Functionalities for fitting multivariate normal variance mixtures (in particular also Multivariate t distributions) via an ECME algorithm.
fitnvmix(x, qmix, mix.param.bounds, nu.init =NA, loc =NULL, scale =NULL, init.size.subsample = min(n,100), size.subsample = n, control = list(), verbose =TRUE)fitStudent(x, loc =NULL, scale =NULL, mix.param.bounds = c(1e-3,1e2),...)fitNorm(x)
Arguments
x: (n,d)-data matrix.
qmix: specification of the mixing variable W; see McNeil et al. (2015, Chapter 6). Supported are the following types of specification (see also the examples below):
character:: character string specifying a supported distribution; currently available are "constant" (in which case W=1 and thus the multivariate normal distribution with mean vector loc and covariance matrix scale results), "inverse.gamma" (in which case W is inverse gamma distributed with shape and rate parameters df/2 and thus the multivariate Student t distribution with df degrees of freedom results) and "pareto" (in which case W is Pareto distributed with scale equal to unity and shape equal to alpha).
function:: function
interpreted as the quantile function of the mixing variable $W$. In this case, `qmix` **must** have the form `qmix = function(u, nu)`, where the argument `nu`
corresponds to the parameter (vector) specifying the distribution of the mixing variable.
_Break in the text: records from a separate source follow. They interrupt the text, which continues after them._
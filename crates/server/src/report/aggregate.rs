//! Pure sales and refund arithmetic over fetched orders.
//!
//! Two paginated passes feed these functions: Pass A (orders filtered by
//! creation time) yields gross sales and the order count; Pass B (filtered
//! by update time) yields the refunds whose `processed_at` falls inside the
//! window, including refunds against orders created before it.

use chrono::{DateTime, Utc};
use rust_decimal::Decimal;

use spendsheet_core::round_money;

use crate::services::shopify::{Order, Refund};

/// Gross sales: the sum of `total_price` over the Pass A orders, unrounded.
#[must_use]
pub fn gross_sales(orders: &[Order]) -> Decimal {
    orders.iter().map(|order| order.total_price).sum()
}

/// Order count for the period, from Pass A only. Refunds never change it.
#[must_use]
pub fn order_count(orders: &[Order]) -> u64 {
    orders.len() as u64
}

/// Item-level amount of one refund, via the three-tier fallback.
///
/// 1. Successful refund-kind transaction amounts minus the recorded
///    shipping amount, floored at zero - used when positive. Shipping is
///    subtracted exactly once here and never re-counted by the later tiers.
/// 2. Otherwise, `subtotal + total_tax` summed over the refund line items.
/// 3. Otherwise, the refund's raw `amount` field.
#[must_use]
pub fn refund_amount(refund: &Refund) -> Decimal {
    let transacted: Decimal = refund
        .transactions
        .iter()
        .filter(|txn| txn.kind == "refund" && txn.status == "success")
        .map(|txn| txn.amount)
        .sum();
    let shipping = refund
        .shipping
        .as_ref()
        .map(|s| s.amount)
        .unwrap_or_default();

    let net_of_shipping = (transacted - shipping).max(Decimal::ZERO);
    if net_of_shipping > Decimal::ZERO {
        return net_of_shipping;
    }

    let line_items: Decimal = refund
        .refund_line_items
        .iter()
        .map(|item| item.subtotal + item.total_tax)
        .sum();
    if line_items > Decimal::ZERO {
        return line_items;
    }

    refund.amount.unwrap_or_default()
}

/// Total refunds processed inside `[window_start, window_end]`, over the
/// Pass B orders.
#[must_use]
pub fn refund_total(
    orders: &[Order],
    window_start: DateTime<Utc>,
    window_end: DateTime<Utc>,
) -> Decimal {
    orders
        .iter()
        .flat_map(|order| &order.refunds)
        .filter(|refund| {
            window_start <= refund.processed_at && refund.processed_at <= window_end
        })
        .map(refund_amount)
        .sum()
}

/// Net sales, rounded to 2 decimal places half-up.
#[must_use]
pub fn net_sales(gross: Decimal, refunds: Decimal) -> Decimal {
    round_money(gross - refunds)
}

#[cfg(test)]
#[allow(clippy::unwrap_used)]
mod tests {
    use super::*;
    use std::str::FromStr;

    fn dec(s: &str) -> Decimal {
        Decimal::from_str(s).unwrap()
    }

    fn order(id: u64, total_price: &str, created_at: &str) -> Order {
        serde_json::from_value(serde_json::json!({
            "id": id,
            "total_price": total_price,
            "created_at": created_at,
            "updated_at": created_at,
        }))
        .unwrap()
    }

    fn refund(json: serde_json::Value) -> Refund {
        serde_json::from_value(json).unwrap()
    }

    #[test]
    fn test_gross_sales_and_count() {
        let orders = vec![
            order(1, "50.00", "2024-05-06T10:00:00Z"),
            order(2, "60.00", "2024-05-07T10:00:00Z"),
            order(3, "40.00", "2024-05-08T10:00:00Z"),
        ];
        assert_eq!(gross_sales(&orders), dec("150.00"));
        assert_eq!(order_count(&orders), 3);
    }

    #[test]
    fn test_refund_tier_one_subtracts_shipping_once() {
        let r = refund(serde_json::json!({
            "processed_at": "2024-05-07T09:00:00Z",
            "transactions": [
                {"kind": "refund", "status": "success", "amount": "25.00"},
            ],
            "shipping": {"amount": "5.00"},
            "refund_line_items": [{"subtotal": "100.00", "total_tax": "10.00"}],
            "amount": "99.00"
        }));
        // Transactions minus shipping wins; line items and raw amount ignored.
        assert_eq!(refund_amount(&r), dec("20.00"));
    }

    #[test]
    fn test_refund_tier_one_ignores_failed_and_sale_transactions() {
        let r = refund(serde_json::json!({
            "processed_at": "2024-05-07T09:00:00Z",
            "transactions": [
                {"kind": "refund", "status": "success", "amount": "20.00"},
                {"kind": "refund", "status": "failure", "amount": "99.00"},
                {"kind": "sale", "status": "success", "amount": "99.00"},
            ],
            "amount": "0.00"
        }));
        assert_eq!(refund_amount(&r), dec("20.00"));
    }

    #[test]
    fn test_refund_tier_two_when_shipping_swallows_transactions() {
        let r = refund(serde_json::json!({
            "processed_at": "2024-05-07T09:00:00Z",
            "transactions": [
                {"kind": "refund", "status": "success", "amount": "5.00"},
            ],
            "shipping": {"amount": "10.00"},
            "refund_line_items": [
                {"subtotal": "4.00", "total_tax": "1.00"},
            ],
            "amount": "99.00"
        }));
        // Floored at zero, so line items decide.
        assert_eq!(refund_amount(&r), dec("5.00"));
    }

    #[test]
    fn test_refund_tier_three_raw_amount() {
        let r = refund(serde_json::json!({
            "processed_at": "2024-05-07T09:00:00Z",
            "amount": "12.34"
        }));
        assert_eq!(refund_amount(&r), dec("12.34"));
    }

    #[test]
    fn test_refund_defaults_to_zero_when_nothing_recorded() {
        let r = refund(serde_json::json!({
            "processed_at": "2024-05-07T09:00:00Z"
        }));
        assert_eq!(refund_amount(&r), Decimal::ZERO);
    }

    #[test]
    fn test_refund_total_filters_by_processed_at() {
        let mut o = order(1, "100.00", "2024-04-01T10:00:00Z");
        o.refunds = vec![
            refund(serde_json::json!({
                "processed_at": "2024-05-07T09:00:00Z",
                "amount": "20.00"
            })),
            refund(serde_json::json!({
                "processed_at": "2024-04-02T09:00:00Z",
                "amount": "50.00"
            })),
        ];
        let start = "2024-05-06T00:00:00Z".parse().unwrap();
        let end = "2024-05-12T23:59:59Z".parse().unwrap();
        // Only the refund processed inside the window counts, even though
        // the order itself predates it.
        assert_eq!(refund_total(&[o], start, end), dec("20.00"));
    }

    #[test]
    fn test_refund_total_window_boundaries_inclusive() {
        let mut o = order(1, "100.00", "2024-05-06T00:00:00Z");
        o.refunds = vec![refund(serde_json::json!({
            "processed_at": "2024-05-12T23:59:59Z",
            "amount": "10.00"
        }))];
        let start = "2024-05-06T00:00:00Z".parse().unwrap();
        let end = "2024-05-12T23:59:59Z".parse().unwrap();
        assert_eq!(refund_total(&[o], start, end), dec("10.00"));
    }

    #[test]
    fn test_net_sales_rounds_half_up() {
        assert_eq!(net_sales(dec("150.00"), dec("20.00")), dec("130.00"));
        assert_eq!(net_sales(dec("10.005"), Decimal::ZERO), dec("10.01"));
    }
}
mix.param.bounds: either numeric(2) or a matrix with two columns. The first/second column corresponds to the lower/upper bound of nui, the ith component of the parameter vector nu of the mixing variable W. All elements need to be finite, numeric values. Note: The algorithm tends to converge quicker if the parameter ranges supplied are smaller.
nu.init: either NA or an initial guess for the parameter (vector) nu. In the former case an initial estimate is calculated by the algorithm. If nu.init is provided, the algorithm often converges faster; the better the starting value, the faster convergence.
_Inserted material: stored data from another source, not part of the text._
//! End-to-end test support for Spendsheet.
//!
//! The remote collaborators (Google Sheets, Meta Graph API, Shopify Admin
//! API) are mocked as one in-process axum router; the report pipeline runs
//! against it unmodified via base-URL overrides in [`AppConfig`].
//!
//! [`AppConfig`]: spendsheet_server::config::AppConfig

// Test support code: panicking on malformed fixtures is the desired behavior.
#![allow(clippy::unwrap_used, clippy::missing_panics_doc)]

pub mod mocks;

use std::time::Duration;

use secrecy::SecretString;
use spendsheet_server::config::AppConfig;

/// Build a server configuration pointed at the mock server.
#[must_use]
pub fn test_config(mock_base: &str) -> AppConfig {
    AppConfig {
        host: "127.0.0.1".parse().unwrap(),
        port: 0,
        sheet_id: "sheet-test".to_string(),
        sheet_name: "Shopify Meta".to_string(),
        sheets_token: SecretString::from("test-sheets-token"),
        sheets_base_url: format!("{mock_base}/v4/spreadsheets"),
        meta_base_url: format!("{mock_base}/meta"),
        column_concurrency: 3,
        request_deadline: Duration::from_secs(30),
        sentry_dsn: None,
        sentry_environment: None,
    }
}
loc: d-vector; if provided, taken as the 'true' location vector in which case loc is not estimated.
scale: positive definite (d,d)-matrix; if provided, taken as the 'true' scale matrix in which case scale is not estimated.
init.size.subsample: numeric, non-negative, giving the sub-samplesize used to get an initial estimate for nu. Only used if is.na(nu.init), otherwise ignored.
size.subsample: numeric, non-negative, specifying the size of the subsample that is being used in the ECME iterations to optimize the log-likelihood over nu. Defaults to n, so that the full sample is being used. Decreasing this number can lead to faster run-times (as fewer log-densities need to be estimated) but also to an increase in bias and variance.
control: list specifying algorithm specific parameters; see below under 'Details' and get_set_param().
verbose: numeric or logical (in which case it is converted to numeric) specifying the amount of tracing to be done. If 0 or FALSE, neither tracing nor warnigns are communicated; if 1, only warnigns are communicated, if 2 or 3, warnings and (shorter or longer) tracing information is provided.
...: additional arguments passed to the underlying fitnvmix().
Returns
The function fitnvmix() returns an S3 object of class"fitnvmix", basically a list
which contains, among others, the components
nu: Estimated mixing parameter (vector) nu.
loc: Estimated or provided loc vector.
scale: Estimated or provided scale matrix.
max.ll: Estimated log-likelihood at reported estimates.
x: Input data matrix x.
The methods print(), summary() and plot() are defined for the class "fitnvmix".
fitStudent() is a wrapper to fitnvmix() for parameter estimation of multivariate Student t distributions; it also returns an S3 object of class"fitnvmix" where the fitted degrees of freedom are called "df" instead of "nu" (to be consistent with the other wrappers for the Student t distributions).
fitNorm() just returns a list with components loc (columnwise sample means) and scale (sample covariance matrix).
Details
The function fitnvmix() uses an ECME algorithm to approximate the MLEs of the parameters nu, loc and scale of a normal variance mixture specified by qmix. The underlying procedure successively estimates nu (with given loc and scale) by maximizing the likelihood which is approximated by dnvmix() (unless qmix is a character
string, in which case analytical formulas for the log-densities are used) and scale and loc (given nu) using weights (which again need to be approximated) related to the posterior distribution, details can be found in the first reference below.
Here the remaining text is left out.